HA Design Principles
- Eliminate single points of failure (SPOF) — every critical component has at least one standby
- Design for failure — assume any component will fail; the system must degrade gracefully
- Fast detection — health checks catch failures in seconds, not minutes
- Fast recovery — automated failover restores service without human intervention
- Test failures in production — Chaos Engineering (Netflix Chaos Monkey)
Active-Passive vs Active-Active
| Active-Passive | Active-Active |
|---|---|
| One primary handles all traffic | All nodes handle live traffic |
| Standby ready to take over | Instant failover (just stop routing) |
| Failover time: 15–60 seconds | Failover time: < 1 second |
| Simpler to implement and reason about | Complex conflict resolution needed |
| Primary DB + read replicas | Multi-region load balanced APIs |
Circuit Breaker Pattern
A circuit breaker wraps calls to an external service. After N consecutive failures, it opens and immediately returns an error without calling the service — protecting it from cascading failures and giving it time to recover.
Flow:
- Closed — Normal operation. Calls pass through. Failures counted.

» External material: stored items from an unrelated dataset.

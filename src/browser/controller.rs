//! Browser lifecycle management
//!
//! This module launches Chrome through ChromiumOxide and implements the
//! page automation traits on top of CDP.

use crate::browser::capture::{measure_script, MeasureReply};
use crate::browser::cookies::{set_cookies_params, CookieRecord};
use crate::browser::driver::{
    BrowserSession, ElementMeasure, Launcher, NetworkIdle, ScreenshotRequest, SlidePage, Viewport,
    VIEWPORT_HEIGHT, VIEWPORT_WIDTH,
};
use crate::browser::navigation::{IdleTracker, ASSET_READY_SCRIPT};
use crate::config::{ImageFormat, SlideshotConfig};
use crate::error::{BrowserError, CaptureError, Error, NavigationError, Result};
use async_trait::async_trait;
use chromiumoxide::browser::{Browser, BrowserConfig as CdpBrowserConfig};
use chromiumoxide::cdp::browser_protocol::emulation::SetDeviceMetricsOverrideParams;
use chromiumoxide::cdp::browser_protocol::network::{
    EventLoadingFailed, EventLoadingFinished, EventRequestWillBeSent, Headers,
    SetExtraHttpHeadersParams,
};
use chromiumoxide::cdp::browser_protocol::page::{
    CaptureScreenshotFormat, EventLoadEventFired, Viewport as ClipViewport,
};
use chromiumoxide::error::CdpError;
use chromiumoxide::page::ScreenshotParams;
use chromiumoxide::Page;
use futures::StreamExt;
use std::time::Duration;
use tokio::task::JoinHandle;
use tokio::time::Instant;
use tracing::{debug, info, instrument, warn};

/// Chrome flags that let `file://` pages load sibling resources
pub const FILE_ACCESS_ARGS: [&str; 2] = ["--disable-web-security", "--allow-file-access-from-files"];

/// Configuration for browser launch
#[derive(Debug, Clone)]
pub struct BrowserConfig {
    /// Device scale factor (default: 1)
    pub device_scale_factor: f64,
    /// Enable sandbox (default: true for production)
    pub sandbox: bool,
    /// Path to Chrome/Chromium executable (None = auto-detect)
    pub chrome_path: Option<String>,
    /// Additional Chrome arguments
    pub extra_args: Vec<String>,
    /// Bound on a single CDP command, including `Page.navigate`
    pub request_timeout: Duration,
}

impl Default for BrowserConfig {
    fn default() -> Self {
        Self {
            device_scale_factor: 1.0,
            sandbox: true,
            chrome_path: None,
            extra_args: Vec::new(),
            request_timeout: NetworkIdle::default().timeout,
        }
    }
}

impl BrowserConfig {
    /// Create a new config builder
    pub fn builder() -> BrowserConfigBuilder {
        BrowserConfigBuilder::default()
    }

    /// Launch settings for a slide run
    pub fn for_run(config: &SlideshotConfig) -> Self {
        let mut builder = Self::builder()
            .scale(config.scale)
            .sandbox(config.sandbox);

        if let Some(path) = &config.chrome_path {
            builder = builder.chrome_path(path.clone());
        }
        if config.uses_file_scheme() {
            for arg in FILE_ACCESS_ARGS {
                builder = builder.arg(arg);
            }
        }

        builder.build()
    }
}

/// Builder for BrowserConfig
#[derive(Default)]
pub struct BrowserConfigBuilder {
    config: BrowserConfig,
}

impl BrowserConfigBuilder {
    /// Set device scale factor
    pub fn scale(mut self, scale: f64) -> Self {
        self.config.device_scale_factor = scale;
        self
    }

    /// Enable/disable sandbox
    pub fn sandbox(mut self, sandbox: bool) -> Self {
        self.config.sandbox = sandbox;
        self
    }

    /// Set Chrome path
    pub fn chrome_path<S: Into<String>>(mut self, path: S) -> Self {
        self.config.chrome_path = Some(path.into());
        self
    }

    /// Add extra Chrome argument
    pub fn arg<S: Into<String>>(mut self, arg: S) -> Self {
        self.config.extra_args.push(arg.into());
        self
    }

    /// Build the config
    pub fn build(self) -> BrowserConfig {
        self.config
    }
}

/// Launches Chrome for live runs
#[derive(Debug, Default, Clone, Copy)]
pub struct ChromeLauncher;

#[async_trait]
impl Launcher for ChromeLauncher {
    type Session = ChromeSession;

    async fn launch(&self, config: &SlideshotConfig) -> Result<ChromeSession> {
        ChromeSession::with_config(BrowserConfig::for_run(config)).await
    }
}

/// A launched Chrome instance
pub struct ChromeSession {
    browser: Browser,
    handler: JoinHandle<()>,
}

impl ChromeSession {
    /// Launch Chrome with the given config
    #[instrument(skip(config))]
    pub async fn with_config(config: BrowserConfig) -> Result<Self> {
        info!(
            "Launching browser: sandbox={} args={:?}",
            config.sandbox, config.extra_args
        );

        let mut builder = CdpBrowserConfig::builder()
            .request_timeout(config.request_timeout)
            .viewport(chromiumoxide::handler::viewport::Viewport {
                width: VIEWPORT_WIDTH,
                height: VIEWPORT_HEIGHT,
                device_scale_factor: Some(config.device_scale_factor),
                emulating_mobile: false,
                is_landscape: true,
                has_touch: false,
            });

        if !config.sandbox {
            builder = builder.arg("--no-sandbox");
        }

        if let Some(ref path) = config.chrome_path {
            builder = builder.chrome_executable(path);
        }

        for arg in &config.extra_args {
            builder = builder.arg(arg);
        }

        let cdp_config = builder
            .build()
            .map_err(|e| BrowserError::ConfigError(e.to_string()))?;

        let (browser, mut handler) = Browser::launch(cdp_config)
            .await
            .map_err(|e| BrowserError::LaunchFailed(e.to_string()))?;

        let handler_task = tokio::spawn(async move {
            while let Some(event) = handler.next().await {
                if let Err(e) = event {
                    debug!("Browser handler event error: {}", e);
                }
            }
            debug!("Browser handler finished");
        });

        info!("Browser launched successfully");

        Ok(Self {
            browser,
            handler: handler_task,
        })
    }
}

#[async_trait]
impl BrowserSession for ChromeSession {
    type Page = ChromePage;

    #[instrument(skip(self))]
    async fn new_page(&self) -> Result<ChromePage> {
        let page = self
            .browser
            .new_page("about:blank")
            .await
            .map_err(|e| BrowserError::PageCreationFailed(e.to_string()))?;
        debug!("Created new page");
        Ok(ChromePage { page })
    }

    #[instrument(skip(self))]
    async fn close(&mut self) -> Result<()> {
        info!("Closing browser");

        self.browser
            .close()
            .await
            .map_err(|e| Error::cdp(e.to_string()))?;

        if tokio::time::timeout(Duration::from_secs(5), &mut self.handler)
            .await
            .is_err()
        {
            warn!("Browser handler did not stop within 5s");
        }

        info!("Browser closed");
        Ok(())
    }
}

/// One Chrome tab
pub struct ChromePage {
    page: Page,
}

/// Whether a failed `goto` only gave up waiting while the page kept loading
///
/// chromiumoxide bounds the wait for the load event at 30s regardless of
/// the request timeout, so a timeout here is not a navigation failure.
pub fn load_still_pending(err: &CdpError) -> bool {
    matches!(err, CdpError::Timeout)
}

impl ChromePage {
    /// Load `url` and block until the request count stays within
    /// `idle.max_inflight` for `idle.idle_window`
    ///
    /// Callers bound the whole wait; see [`SlidePage::navigate`].
    async fn goto_until_idle(&self, url: &str, idle: NetworkIdle) -> Result<()> {
        let mut started = self.page.event_listener::<EventRequestWillBeSent>().await?;
        let mut finished = self.page.event_listener::<EventLoadingFinished>().await?;
        let mut failed = self.page.event_listener::<EventLoadingFailed>().await?;
        let mut loaded = self.page.event_listener::<EventLoadEventFired>().await?;

        match self.page.goto(url).await {
            Ok(_) => {}
            Err(e) if load_still_pending(&e) => {
                debug!("Load event still pending for {}, waiting", url);
                loaded.next().await.ok_or_else(|| {
                    NavigationError::LoadFailed("page closed before load".to_string())
                })?;
            }
            Err(e) => return Err(NavigationError::LoadFailed(e.to_string()).into()),
        }

        let mut tracker = IdleTracker::new(idle.max_inflight);
        let mut quiet_since = Some(Instant::now());

        loop {
            let deadline = quiet_since
                .map(|since| since + idle.idle_window)
                .unwrap_or_else(|| Instant::now() + idle.timeout);

            tokio::select! {
                Some(event) = started.next() => {
                    tracker.request_started(event.request_id.inner().clone());
                }
                Some(event) = finished.next() => {
                    tracker.request_finished(event.request_id.inner());
                }
                Some(event) = failed.next() => {
                    tracker.request_finished(event.request_id.inner());
                }
                _ = tokio::time::sleep_until(deadline) => {
                    if quiet_since.is_some() {
                        break;
                    }
                }
            }

            if !tracker.is_quiet() {
                quiet_since = None;
            } else if quiet_since.is_none() {
                quiet_since = Some(Instant::now());
            }
        }

        debug!("Network idle with {} request(s) in flight", tracker.inflight());
        Ok(())
    }
}

#[async_trait]
impl SlidePage for ChromePage {
    async fn emulate_viewport(&self, viewport: Viewport) -> Result<()> {
        let params = SetDeviceMetricsOverrideParams::builder()
            .width(viewport.width as i64)
            .height(viewport.height as i64)
            .device_scale_factor(viewport.device_scale_factor)
            .mobile(false)
            .build()
            .map_err(BrowserError::PreparationFailed)?;

        self.page
            .execute(params)
            .await
            .map_err(|e| BrowserError::PreparationFailed(e.to_string()))?;
        Ok(())
    }

    async fn set_referer(&self, referer: &str) -> Result<()> {
        let headers = Headers::new(serde_json::json!({ "Referer": referer }));
        self.page
            .execute(SetExtraHttpHeadersParams::new(headers))
            .await
            .map_err(|e| BrowserError::PreparationFailed(e.to_string()))?;
        Ok(())
    }

    async fn set_cookies(&self, cookies: &[CookieRecord]) -> Result<()> {
        // Page::set_cookies rejects about:blank; the raw command does not
        self.page.execute(set_cookies_params(cookies)?).await?;
        Ok(())
    }

    #[instrument(skip(self))]
    async fn navigate(&self, url: &str, idle: NetworkIdle) -> Result<()> {
        let timeout_ms = idle.timeout.as_millis() as u64;
        tokio::time::timeout(idle.timeout, self.goto_until_idle(url, idle))
            .await
            .map_err(|_| NavigationError::Timeout(timeout_ms))?
    }

    async fn inner_height(&self) -> Result<f64> {
        self.page
            .evaluate("window.innerHeight")
            .await
            .map_err(|e| NavigationError::SettleFailed(e.to_string()))?
            .into_value::<f64>()
            .map_err(|e| NavigationError::SettleFailed(e.to_string()).into())
    }

    async fn scroll_to(&self, y: f64) -> Result<f64> {
        let script = format!(
            "(() => {{ window.scrollTo(0, {}); return document.body ? document.body.scrollHeight : 0; }})()",
            y
        );
        self.page
            .evaluate(script.as_str())
            .await
            .map_err(|e| NavigationError::SettleFailed(e.to_string()))?
            .into_value::<f64>()
            .map_err(|e| NavigationError::SettleFailed(e.to_string()).into())
    }

    async fn wait_for_assets(&self) -> Result<()> {
        self.page
            .evaluate(ASSET_READY_SCRIPT)
            .await
            .map_err(|e| NavigationError::SettleFailed(e.to_string()))?;
        Ok(())
    }

    async fn measure(&self, selector: &str) -> Result<ElementMeasure> {
        let script = measure_script(selector)?;
        let reply: MeasureReply = self
            .page
            .evaluate(script.as_str())
            .await
            .map_err(|e| CaptureError::MeasureFailed(e.to_string()))?
            .into_value()
            .map_err(|e| CaptureError::MeasureFailed(e.to_string()))?;
        Ok(reply.into())
    }

    async fn screenshot(&self, request: ScreenshotRequest) -> Result<Vec<u8>> {
        let format = match request.format {
            ImageFormat::Png => CaptureScreenshotFormat::Png,
            ImageFormat::Jpeg => CaptureScreenshotFormat::Jpeg,
        };

        let mut params_builder = ScreenshotParams::builder()
            .format(format)
            .clip(ClipViewport {
                x: request.clip.x as f64,
                y: request.clip.y as f64,
                width: request.clip.width as f64,
                height: request.clip.height as f64,
                scale: 1.0,
            })
            .from_surface(true)
            .capture_beyond_viewport(true);

        if let Some(quality) = request.quality {
            params_builder = params_builder.quality(quality as i64);
        }

        let data = self
            .page
            .screenshot(params_builder.build())
            .await
            .map_err(|e| CaptureError::ScreenshotFailed(e.to_string()))?;

        debug!("Screenshot captured: {} bytes", data.len());
        Ok(data)
    }

    async fn close(&self) -> Result<()> {
        self.page.clone().close().await?;
        Ok(())
    }
}

#[cfg(test)]
mod tests {
    use super::*;
    use crate::config::ConfigOverrides;

    #[test]
    fn test_browser_config_default() {
        let config = BrowserConfig::default();
        assert_eq!(config.device_scale_factor, 1.0);
        assert!(config.sandbox);
        assert!(config.extra_args.is_empty());
        assert_eq!(config.request_timeout, Duration::from_secs(120));
    }

    #[test]
    fn test_browser_config_builder() {
        let config = BrowserConfig::builder()
            .scale(2.0)
            .sandbox(false)
            .chrome_path("/usr/bin/chromium")
            .arg("--disable-gpu")
            .build();

        assert_eq!(config.device_scale_factor, 2.0);
        assert!(!config.sandbox);
        assert_eq!(config.chrome_path.as_deref(), Some("/usr/bin/chromium"));
        assert_eq!(config.extra_args, vec!["--disable-gpu"]);
    }

    #[test]
    fn test_for_run_relaxes_file_access_only_for_file_scheme() {
        let http = BrowserConfig::for_run(&SlideshotConfig::default());
        assert!(http.extra_args.is_empty());

        let file = BrowserConfig::for_run(&SlideshotConfig::default().with_overrides(
            ConfigOverrides {
                base: Some("file://".to_string()),
                scale: Some(2.0),
                no_sandbox: true,
                ..Default::default()
            },
        ));
        assert_eq!(file.extra_args, FILE_ACCESS_ARGS.to_vec());
        assert_eq!(file.device_scale_factor, 2.0);
        assert!(!file.sandbox);
    }

    #[test]
    fn test_command_timeout_covers_navigation_budget() {
        let config = BrowserConfig::for_run(&SlideshotConfig::default());
        assert!(config.request_timeout >= NetworkIdle::default().timeout);
    }

    #[test]
    fn test_slow_load_keeps_waiting() {
        assert!(load_still_pending(&CdpError::Timeout));
        assert!(!load_still_pending(&CdpError::ChromeMessage(
            "net::ERR_NAME_NOT_RESOLVED".to_string()
        )));
    }
}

- Open — Failure threshold exceeded. All calls fail-fast immediately.
- Half-Open — After timeout, allow one probe request. Success → Close. Fail → Open.
class CircuitBreaker {
private failures = 0;
private state: 'closed' | 'open' | 'half-open' = 'closed';
private nextRetry = 0;
constructor(
private threshold = 5,
private timeout = 30_000
) {}
async call<T>(fn: () => Promise<T>): Promise<T> {
if (this.state === 'open') {
if (Date.now() < this.nextRetry) throw new Error('Circuit open');
this.state = 'half-open';
}
try {
const result = await fn();
this.onSuccess();
return result;
} catch (err) {
this.onFailure();
throw err;
}
}
private onSuccess() { this.failures = 0; this.state = 'closed'; }
private onFailure() {
this.failures++;
if (this.failures >= this.threshold) {
this.state = 'open';
this.nextRetry = Date.now() + this.timeout;
}
}
}